Text : Suppose that we move in a straight line from $f(-1)=3$ to $f(0)=-7$ (this is an interpolation!) then $x$ will progress of $\ 1=0-(-1)\ $ while $f(x)$ progresses of $\ -10=-7-(3)$. If you want $f(x_0)=0$ then $f(x)$ must progress of $-3=0-3$ while $x$ will progress of $1\cdot \frac {-3}{-10}=0.3$ to get to $-1+0.3=-0.7$.

---

Algebraic : Suppose that $f$ is linear : $f(x)=ax+b$ with $f(-1)=3$ and $f(0)=-7$ then :

$-a+b=3$ and $b=-7$ so that (getting $a$ and $b$) we obtain $f(x)=-10x-7$.
So that $f(x_0)=0$ for $x_0=?$

Answer 2

The short answer: pretend $f(x)$ is a linear function. Draw the line between $(-1, 3)$ and $(0,7)$. Take the place where it crosses the $x$-axis as a "guess" for the root of $f(x)$.

You could just take the average of $0$ and $-1$ as your next guess, but this method will often converge faster.

Answer 3

You found that $f(-1)=3$ and $f(0)=-7$. So there is a root $r$ between $x=-1$ and $x=0$.

But we can do a little more. Note that $f(-1)$ is closer to $0$ than $f(0)$ is. So $r$ should be closer to $-1$ than it is to $0$.

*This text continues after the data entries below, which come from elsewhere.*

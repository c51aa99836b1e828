//! Remote context resolution
//!
//! Turns externally supplied context tokens into validated context IRIs on
//! the workspace settings.

use crate::config::SyncConfig;
use crate::error::SyncError;
use graphsync_model::{is_uri_shaped, Iri, WorkspaceSettings};

/// Query parameter carrying context tokens in a workspace URL
pub const CONTEXT_PARAMETER: &str = "vocabulary";

/// Every `vocabulary` parameter of a workspace URL, in order
///
/// An unparseable URL yields no tokens.
#[must_use]
pub fn context_tokens_from_url(workspace_url: &str) -> Vec<String> {
    match url::Url::parse(workspace_url) {
        Ok(url) => url
            .query_pairs()
            .filter(|(key, _)| key == CONTEXT_PARAMETER)
            .map(|(_, value)| value.into_owned())
            .collect(),
        Err(e) => {
            tracing::warn!(url = workspace_url, error = %e, "workspace URL cannot be parsed");
            Vec::new()
        }
    }
}

fn decode(token: &str) -> String {
    urlencoding::decode(token).map_or_else(|_| token.to_string(), |decoded| decoded.into_owned())
}

/// Validate `tokens` and append the accepted ones to the context list
///
/// Tokens are percent-decoded, then accepted when they parse as absolute
/// URLs with a host. Accepted tokens already listed are not appended again.
/// Returns the accepted contexts.
///
/// # Errors
/// - [`SyncError::Configuration`] when the interface language is unsupported
/// - [`SyncError::InvalidContextSelection`] when no token is accepted;
///   nothing is appended
pub fn resolve_contexts<S: AsRef<str>>(
    settings: &mut WorkspaceSettings,
    config: &SyncConfig,
    tokens: &[S],
) -> Result<Vec<Iri>, SyncError> {
    config.ensure_language(&settings.interface_language)?;

    let (accepted, rejected): (Vec<String>, Vec<String>) = tokens
        .iter()
        .map(|token| decode(token.as_ref()))
        .partition(|token| is_uri_shaped(token));

    for token in &rejected {
        tracing::warn!(token = %token, "context token is not an IRI");
    }
    if accepted.is_empty() {
        tracing::error!(rejected = rejected.len(), "unable to parse any vocabulary IRI");
        return Err(SyncError::InvalidContextSelection { rejected });
    }

    let accepted: Vec<Iri> = accepted.into_iter().map(Iri::from).collect();
    for context in &accepted {
        if !settings.context_iris.contains(context) {
            settings.context_iris.push(context.clone());
        }
    }
    tracing::info!(
        accepted = accepted.len(),
        contexts = settings.context_iris.len(),
        "contexts resolved"
    );
    Ok(accepted)
}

How much closer? There is a gap of $10$ between $3$ and $-7$. So one would guess that the location of $r$ is roughly as follows. Divide the interval $[-1,0]$ into $10$ equal parts. Then $r$ should be about $3$ parts away from $-1$, and about $7$ parts away from $0$. Each part is of length $0.1$. So $r$ should be at about $-1+3(0.1)=-0.7$.

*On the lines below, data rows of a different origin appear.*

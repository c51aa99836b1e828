//! Typed result records
//!
//! One record type per query issued by the engine. Rows are validated here,
//! before any value reaches the workspace caches.

use crate::error::BindingError;
use crate::results::{Binding, SparqlResults};
use graphsync_model::{DiagramId, Iri, LinkId};

/// A record decodable from one solution
pub trait FromBinding: Sized {
    /// Decode a solution
    fn from_binding(binding: &Binding) -> Result<Self, BindingError>;
}

impl SparqlResults {
    /// Decode every solution as `T`
    ///
    /// # Errors
    /// The first row that fails validation aborts decoding.
    pub fn records<T: FromBinding>(&self) -> Result<Vec<T>, BindingError> {
        self.bindings().map(T::from_binding).collect()
    }
}

/// Language-tagged text; `lang` is empty for untagged literals
#[derive(Debug, Clone, PartialEq, Eq)]
pub struct LangText {
    /// Language tag
    pub lang: String,
    /// Text
    pub text: String,
}

impl From<(String, String)> for LangText {
    fn from((lang, text): (String, String)) -> Self {
        Self { lang, text }
    }
}

/// Vocabulary discovered in a graph context
#[derive(Debug, Clone, PartialEq, Eq)]
pub struct VocabularyContextRecord {
    /// Graph context
    pub context: Iri,
    /// Glossary (concept scheme)
    pub glossary: Iri,
    /// Vocabulary IRI
    pub vocabulary: Iri,
    /// One title of the vocabulary
    pub label: LangText,
    /// Change-tracking context
    pub change_context: Option<Iri>,
}

impl FromBinding for VocabularyContextRecord {
    fn from_binding(b: &Binding) -> Result<Self, BindingError> {
        Ok(Self {
            context: b.iri("contextIRI")?,
            glossary: b.iri("scheme")?,
            vocabulary: b.iri("vocabIRI")?,
            label: b.lang_literal("vocabLabel")?.into(),
            change_context: b.opt_iri("changeContext")?,
        })
    }
}

/// Supplementary vocabulary metadata, keyed by glossary
#[derive(Debug, Clone, PartialEq, Eq)]
pub struct VocabularyMetadataRecord {
    /// Glossary
    pub glossary: Iri,
    /// Preferred namespace
    pub namespace: Option<String>,
    /// Description
    pub description: Option<LangText>,
}

impl FromBinding for VocabularyMetadataRecord {
    fn from_binding(b: &Binding) -> Result<Self, BindingError> {
        let namespace = match b.get("namespace") {
            Some(crate::results::RdfTerm::Uri { value }) => Some(value.clone()),
            _ => b.opt_literal("namespace")?.map(str::to_string),
        };
        Ok(Self {
            glossary: b.iri("scheme")?,
            namespace,
            description: b.opt_lang_literal("description")?.map(LangText::from),
        })
    }
}

/// Entry of the vocabulary cache index
#[derive(Debug, Clone, PartialEq, Eq)]
pub struct CacheVocabularyRecord {
    /// Vocabulary
    pub vocabulary: Iri,
    /// Title
    pub label: Option<LangText>,
    /// Diagram referencing the vocabulary
    pub diagram: Option<Iri>,
}

impl FromBinding for CacheVocabularyRecord {
    fn from_binding(b: &Binding) -> Result<Self, BindingError> {
        Ok(Self {
            vocabulary: b.iri("vocabulary")?,
            label: b.opt_lang_literal("label")?.map(LangText::from),
            diagram: b.opt_iri("diagram")?,
        })
    }
}

/// Diagram of the application context
#[derive(Debug, Clone, PartialEq, Eq)]
pub struct DiagramRecord {
    /// Diagram IRI
    pub iri: Iri,
    /// Local id
    pub id: DiagramId,
    /// Display name
    pub name: String,
    /// One collaborator
    pub collaborator: Option<String>,
}

impl FromBinding for DiagramRecord {
    fn from_binding(b: &Binding) -> Result<Self, BindingError> {
        Ok(Self {
            iri: b.iri("diagram")?,
            id: DiagramId::from(b.literal("id")?),
            name: b.literal("name")?.to_string(),
            collaborator: b.opt_literal("collaborator")?.map(str::to_string),
        })
    }
}

/// Collaborator record
#[derive(Debug, Clone, PartialEq, Eq)]
pub struct UserRecord {
    /// Collaborator identifier
    pub id: String,
    /// Given name
    pub given_name: Option<String>,
    /// Family name
    pub family_name: Option<String>,
}

impl FromBinding for UserRecord {
    fn from_binding(b: &Binding) -> Result<Self, BindingError> {
        Ok(Self {
            id: b.literal("id")?.to_string(),
            given_name: b.opt_literal("givenName")?.map(str::to_string),
            family_name: b.opt_literal("familyName")?.map(str::to_string),
        })
    }
}

/// Element configuration row; one per (element, diagram state)
#[derive(Debug, Clone, PartialEq, Eq)]
pub struct ElementRecord {
    /// Backing term
    pub term: Iri,
    /// Owning vocabulary
    pub vocabulary: Option<Iri>,
    /// Diagram the hidden flag applies to
    pub diagram: Option<DiagramId>,
    /// Hidden flag
    pub hidden: Option<bool>,
}

impl FromBinding for ElementRecord {
    fn from_binding(b: &Binding) -> Result<Self, BindingError> {
        Ok(Self {
            term: b.iri("term")?,
            vocabulary: b.opt_iri("vocabulary")?,
            diagram: b.opt_literal("diagramId")?.map(DiagramId::from),
            hidden: b.opt_bool("hidden")?,
        })
    }
}

/// Link configuration row
#[derive(Debug, Clone, PartialEq, Eq)]
pub struct LinkRecord {
    /// Link id
    pub id: LinkId,
    /// Source element
    pub source: Iri,
    /// Target element
    pub target: Iri,
    /// Relationship type
    pub iri: Iri,
    /// Active flag
    pub active: bool,
}

impl FromBinding for LinkRecord {
    fn from_binding(b: &Binding) -> Result<Self, BindingError> {
        Ok(Self {
            id: LinkId::from(b.literal("id")?),
            source: b.iri("source")?,
            target: b.iri("target")?,
            iri: b.iri("iri")?,
            active: b.opt_bool("active")?.unwrap_or(true),
        })
    }
}

/// Term of a vocabulary
#[derive(Debug, Clone, PartialEq, Eq)]
pub struct TermRecord {
    /// Term
    pub term: Iri,
    /// One label
    pub label: Option<LangText>,
}

impl FromBinding for TermRecord {
    fn from_binding(b: &Binding) -> Result<Self, BindingError> {
        Ok(Self {
            term: b.iri("term")?,
            label: b.opt_lang_literal("label")?.map(LangText::from),
        })
    }
}

/// Restriction of a term
#[derive(Debug, Clone, PartialEq, Eq)]
pub struct RestrictionRecord {
    /// Restricted term
    pub term: Iri,
    /// Property
    pub on_property: Iri,
    /// Target
    pub target: Iri,
}

impl FromBinding for RestrictionRecord {
    fn from_binding(b: &Binding) -> Result<Self, BindingError> {
        Ok(Self {
            term: b.iri("term")?,
            on_property: b.iri("onProperty")?,
            target: b.iri("target")?,
        })
    }
}

/// Read-only term row: the term with at most one label and one restriction
#[derive(Debug, Clone, PartialEq, Eq)]
pub struct ReadOnlyTermRecord {
    /// Term
    pub term: Iri,
    /// Owning vocabulary
    pub vocabulary: Option<Iri>,
    /// One label
    pub label: Option<LangText>,
    /// Restriction property
    pub on_property: Option<Iri>,
    /// Restriction target
    pub target: Option<Iri>,
}

impl FromBinding for ReadOnlyTermRecord {
    fn from_binding(b: &Binding) -> Result<Self, BindingError> {
        Ok(Self {
            term: b.iri("term")?,
            vocabulary: b.opt_iri("vocabulary")?,
            label: b.opt_lang_literal("label")?.map(LangText::from),
            on_property: b.opt_iri("onProperty")?,
            target: b.opt_iri("target")?,
        })
    }
}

Remark: The justification depends on the fact that under magnification, a small section of a quadratic curve looks pretty much like a straight line. If we pretend we are on that straight line, the crossing point would be exactly at $-0.7$. Of course the quadratic between $-1$ and $0$ has some curviness, so $-0.7$ is only an approximation, but it is a good approximation.

What we are doing is called linear interpolation.